Work item: Every record needs to be restated word for word.
Start of Extracted data
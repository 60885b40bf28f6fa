// Copyright 2025 itscheems
//
// Licensed under the Apache License, Version 2.0 (the "License");
// you may not use this file except in compliance with the License.
// You may obtain a copy of the License at
//
//     http://www.apache.org/licenses/LICENSE-2.0
//
// Unless required by applicable law or agreed to in writing, software
// distributed under the License is distributed on an "AS IS" BASIS,
// WITHOUT WARRANTIES OR CONDITIONS OF ANY KIND, either express or implied.
// See the License for the specific language governing permissions and
// limitations under the License.

//! Rendered scorecard
//!
//! Derived on demand from the match state and the statistics dictionary,
//! never stored.

use crease_sdk::types::{DismissalType, PlayerId, Team, TeamId};
use serde::Serialize;
use uuid::Uuid;

use crate::{
	engine::{InningsScore, MatchState},
	mom::MomAward,
	stats::StatsAggregator,
	types::{BALLS_PER_OVER, ExtrasTally, Phase, WicketRecord},
};

#[derive(Debug, Clone, PartialEq, Serialize)]
pub struct BattingRow {
	pub player_id: PlayerId,
	pub name: String,
	/// e.g. `"c Smith b Jones"` or `"not out"`
	pub dismissal: String,
	pub runs: u32,
	pub balls: u32,
	pub fours: u32,
	pub sixes: u32,
	pub strike_rate: Option<f64>,
}

#[derive(Debug, Clone, PartialEq, Serialize)]
pub struct BowlingRow {
	pub player_id: PlayerId,
	pub name: String,
	pub overs: String,
	pub maidens: u32,
	pub runs: u32,
	pub wickets: u32,
	pub economy: Option<f64>,
}

#[derive(Debug, Clone, PartialEq, Eq, Serialize)]
pub struct FallOfWicketRow {
	pub wicket_number: u32,
	pub batsman: String,
	pub score: u32,
	pub over: String,
}

#[derive(Debug, Clone, PartialEq, Serialize)]
pub struct InningsCard {
	pub innings: u8,
	pub batting_team_id: TeamId,
	pub batting_team: String,
	pub runs: u32,
	pub wickets: u32,
	pub overs: String,
	pub run_rate: Option<f64>,
	pub extras: ExtrasTally,
	pub batting: Vec<BattingRow>,
	pub did_not_bat: Vec<String>,
	pub bowling: Vec<BowlingRow>,
	pub fall_of_wickets: Vec<FallOfWicketRow>,
}

#[derive(Debug, Clone, PartialEq, Serialize)]
pub struct Scorecard {
	pub match_id: Uuid,
	pub phase: Phase,
	pub target: Option<u32>,
	pub innings: Vec<InningsCard>,
	pub result: Option<String>,
	pub man_of_the_match: Option<MomAward>,
}

fn name_of<'a>(teams: &'a [Team; 2], player_id: &'a str) -> &'a str {
	teams
		.iter()
		.find_map(|t| t.player(player_id))
		.map_or(player_id, |p| p.name.as_str())
}

/// Conventional scorecard notation for a dismissal
fn dismissal_text(teams: &[Team; 2], wicket: &WicketRecord) -> String {
	let bowler = wicket.bowler_id.as_deref().map(|id| name_of(teams, id));
	let fielder = wicket.fielder_id.as_deref().map(|id| name_of(teams, id));
	let bowler = bowler.unwrap_or("?");

	match wicket.dismissal {
		DismissalType::Bowled => format!("b {}", bowler),
		DismissalType::Lbw => format!("lbw b {}", bowler),
		DismissalType::HitWicket => format!("hit wicket b {}", bowler),
		DismissalType::Caught => match fielder {
			Some(fielder) if fielder != bowler => format!("c {} b {}", fielder, bowler),
			_ => format!("c & b {}", bowler),
		},
		DismissalType::Stumped => match fielder {
			Some(fielder) => format!("st {} b {}", fielder, bowler),
			None => format!("st b {}", bowler),
		},
		DismissalType::RunOut => match fielder {
			Some(fielder) => format!("run out ({})", fielder),
			None => "run out".to_string(),
		},
	}
}

fn innings_card(
	state: &MatchState,
	stats: &StatsAggregator,
	number: u8,
	score: &InningsScore,
) -> InningsCard {
	let teams = &state.teams;
	let batting_side = &teams[score.batting_team];

	let batting = score
		.batting_order
		.iter()
		.map(|id| {
			let figures = stats.of(id).batting;
			let dismissal = score
				.fall_of_wickets
				.iter()
				.find(|w| &w.batsman_id == id)
				.map_or_else(|| "not out".to_string(), |w| dismissal_text(teams, w));
			BattingRow {
				player_id: id.clone(),
				name: name_of(teams, id).to_string(),
				dismissal,
				runs: figures.runs,
				balls: figures.balls_faced,
				fours: figures.fours,
				sixes: figures.sixes,
				strike_rate: figures.strike_rate(),
			}
		})
		.collect();

	let did_not_bat = batting_side
		.players
		.iter()
		.filter(|p| !score.batting_order.contains(&p.id))
		.map(|p| p.name.clone())
		.collect();

	let mut bowlers: Vec<&str> = Vec::new();
	for record in state.deliveries_in(number) {
		if !bowlers.contains(&record.bowler_id.as_str()) {
			bowlers.push(&record.bowler_id);
		}
	}
	let bowling = bowlers
		.into_iter()
		.map(|id| {
			let figures = stats.of(id).bowling;
			BowlingRow {
				player_id: id.to_string(),
				name: name_of(teams, id).to_string(),
				overs: figures.overs(),
				maidens: figures.maidens,
				runs: figures.runs_conceded,
				wickets: figures.wickets,
				economy: figures.economy_rate(),
			}
		})
		.collect();

	let fall_of_wickets = score
		.fall_of_wickets
		.iter()
		.map(|w| FallOfWicketRow {
			wicket_number: w.wicket_number,
			batsman: name_of(teams, &w.batsman_id).to_string(),
			score: w.team_score_at_fall,
			over: w.over_at_fall.clone(),
		})
		.collect();

	let legal_balls = score.legal_balls();
	InningsCard {
		innings: number,
		batting_team_id: batting_side.id.clone(),
		batting_team: batting_side.name.clone(),
		runs: score.runs,
		wickets: score.wickets,
		overs: score.overs(),
		run_rate: (legal_balls > 0)
			.then(|| score.runs as f64 * BALLS_PER_OVER as f64 / legal_balls as f64),
		extras: score.extras,
		batting,
		did_not_bat,
		bowling,
		fall_of_wickets,
	}
}

/// Cards for every innings that has started
pub fn build(state: &MatchState, stats: &StatsAggregator) -> Scorecard {
	let innings = state
		.innings
		.iter()
		.enumerate()
		.filter(|(_, score)| score.started)
		.map(|(index, score)| innings_card(state, stats, index as u8 + 1, score))
		.collect();

	Scorecard {
		match_id: state.match_id,
		phase: state.phase,
		target: state.target,
		innings,
		result: state.result.as_ref().map(|r| r.summary(state.team_names())),
		man_of_the_match: state.man_of_the_match.clone(),
	}
}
End of Extracted data
Answer space:
repository 60885b40bf28f6fa
// Copyright 2025 itscheems
//
// Licensed under the Apache License, Version 2.0 (the "License");
// you may not use this file except in compliance with the License.
// You may obtain a copy of the License at
//
//     http://www.apache.org/licenses/LICENSE-2.0
//
// Unless required by applicable law or agreed to in writing, software
// distributed under the License is distributed on an "AS IS" BASIS,
// WITHOUT WARRANTIES OR CONDITIONS OF ANY KIND, either express or implied.
// See the License for the specific language governing permissions and
// limitations under the License.

//! Rendered scorecard
//!
//! Derived on demand from the match state and the statistics dictionary,
//! never stored.

use crease_sdk::types::{DismissalType, PlayerId, Team, TeamId};
use serde::Serialize;
use uuid::Uuid;

use crate::{
	engine::{InningsScore, MatchState},
	mom::MomAward,
	stats::StatsAggregator,
	types::{BALLS_PER_OVER, ExtrasTally, Phase, WicketRecord},
};

#[derive(Debug, Clone, PartialEq, Serialize)]
pub struct BattingRow {
	pub player_id: PlayerId,
	pub name: String,
	/// e.g. `"c Smith b Jones"` or `"not out"`
	pub dismissal: String,
	pub runs: u32,
	pub balls: u32,
	pub fours: u32,
	pub sixes: u32,
	pub strike_rate: Option<f64>,
}

#[derive(Debug, Clone, PartialEq, Serialize)]
pub struct BowlingRow {
	pub player_id: PlayerId,
	pub name: String,
	pub overs: String,
	pub maidens: u32,
	pub runs: u32,
	pub wickets: u32,
	pub economy: Option<f64>,
}

#[derive(Debug, Clone, PartialEq, Eq, Serialize)]
pub struct FallOfWicketRow {
	pub wicket_number: u32,
	pub batsman: String,
	pub score: u32,
	pub over: String,
}

#[derive(Debug, Clone, PartialEq, Serialize)]
pub struct InningsCard {
	pub innings: u8,
	pub batting_team_id: TeamId,
	pub batting_team: String,
	pub runs: u32,
	pub wickets: u32,
	pub overs: String,
	pub run_rate: Option<f64>,
	pub extras: ExtrasTally,
	pub batting: Vec<BattingRow>,
	pub did_not_bat: Vec<String>,
	pub bowling: Vec<BowlingRow>,
	pub fall_of_wickets: Vec<FallOfWicketRow>,
}

#[derive(Debug, Clone, PartialEq, Serialize)]
pub struct Scorecard {
	pub match_id: Uuid,
	pub phase: Phase,
	pub target: Option<u32>,
	pub innings: Vec<InningsCard>,
	pub result: Option<String>,
	pub man_of_the_match: Option<MomAward>,
}

fn name_of<'a>(teams: &'a [Team; 2], player_id: &'a str) -> &'a str {
	teams
		.iter()
		.find_map(|t| t.player(player_id))
		.map_or(player_id, |p| p.name.as_str())
}

/// Conventional scorecard notation for a dismissal
fn dismissal_text(teams: &[Team; 2], wicket: &WicketRecord) -> String {
	let bowler = wicket.bowler_id.as_deref().map(|id| name_of(teams, id));
	let fielder = wicket.fielder_id.as_deref().map(|id| name_of(teams, id));
	let bowler = bowler.unwrap_or("?");

	match wicket.dismissal {
		DismissalType::Bowled => format!("b {}", bowler),
		DismissalType::Lbw => format!("lbw b {}", bowler),
		DismissalType::HitWicket => format!("hit wicket b {}", bowler),
		DismissalType::Caught => match fielder {
			Some(fielder) if fielder != bowler => format!("c {} b {}", fielder, bowler),
			_ => format!("c & b {}", bowler),
		},
		DismissalType::Stumped => match fielder {
			Some(fielder) => format!("st {} b {}", fielder, bowler),
			None => format!("st b {}", bowler),
		},
		DismissalType::RunOut => match fielder {
			Some(fielder) => format!("run out ({})", fielder),
			None => "run out".to_string(),
		},
	}
}

fn innings_card(
	state: &MatchState,
	stats: &StatsAggregator,
	number: u8,
	score: &InningsScore,
) -> InningsCard {
	let teams = &state.teams;
	let batting_side = &teams[score.batting_team];

	let batting = score
		.batting_order
		.iter()
		.map(|id| {
			let figures = stats.of(id).batting;
			let dismissal = score
				.fall_of_wickets
				.iter()
				.find(|w| &w.batsman_id == id)
				.map_or_else(|| "not out".to_string(), |w| dismissal_text(teams, w));
			BattingRow {
				player_id: id.clone(),
				name: name_of(teams, id).to_string(),
				dismissal,
				runs: figures.runs,
				balls: figures.balls_faced,
				fours: figures.fours,
				sixes: figures.sixes,
				strike_rate: figures.strike_rate(),
			}
		})
		.collect();

	let did_not_bat = batting_side
		.players
		.iter()
		.filter(|p| !score.batting_order.contains(&p.id))
		.map(|p| p.name.clone())
		.collect();

	let mut bowlers: Vec<&str> = Vec::new();
	for record in state.deliveries_in(number) {
		if !bowlers.contains(&record.bowler_id.as_str()) {
			bowlers.push(&record.bowler_id);
		}
	}
	let bowling = bowlers
		.into_iter()
		.map(|id| {
			let figures = stats.of(id).bowling;
			BowlingRow {
				player_id: id.to_string(),
				name: name_of(teams, id).to_string(),
				overs: figures.overs(),
				maidens: figures.maidens,
				runs: figures.runs_conceded,
				wickets: figures.wickets,
				economy: figures.economy_rate(),
			}
		})
		.collect();

	let fall_of_wickets = score
		.fall_of_wickets
		.iter()
		.map(|w| FallOfWicketRow {
			wicket_number: w.wicket_number,
			batsman: name_of(teams, &w.batsman_id).to_string(),
			score: w.team_score_at_fall,
			over: w.over_at_fall.clone(),
		})
		.collect();

	let legal_balls = score.legal_balls();
	InningsCard {
		innings: number,
		batting_team_id: batting_side.id.clone(),
		batting_team: batting_side.name.clone(),
		runs: score.runs,
		wickets: score.wickets,
		overs: score.overs(),
		run_rate: (legal_balls > 0)
			.then(|| score.runs as f64 * BALLS_PER_OVER as f64 / legal_balls as f64),
		extras: score.extras,
		batting,
		did_not_bat,
		bowling,
		fall_of_wickets,
	}
}

/// Cards for every innings that has started
pub fn build(state: &MatchState, stats: &StatsAggregator) -> Scorecard {
	let innings = state
		.innings
		.iter()
		.enumerate()
		.filter(|(_, score)| score.started)
		.map(|(index, score)| innings_card(state, stats, index as u8 + 1, score))
		.collect();

	Scorecard {
		match_id: state.match_id,
		phase: state.phase,
		target: state.target,
		innings,
		result: state.result.as_ref().map(|r| r.summary(state.team_names())),
		man_of_the_match: state.man_of_the_match.clone(),
	}
}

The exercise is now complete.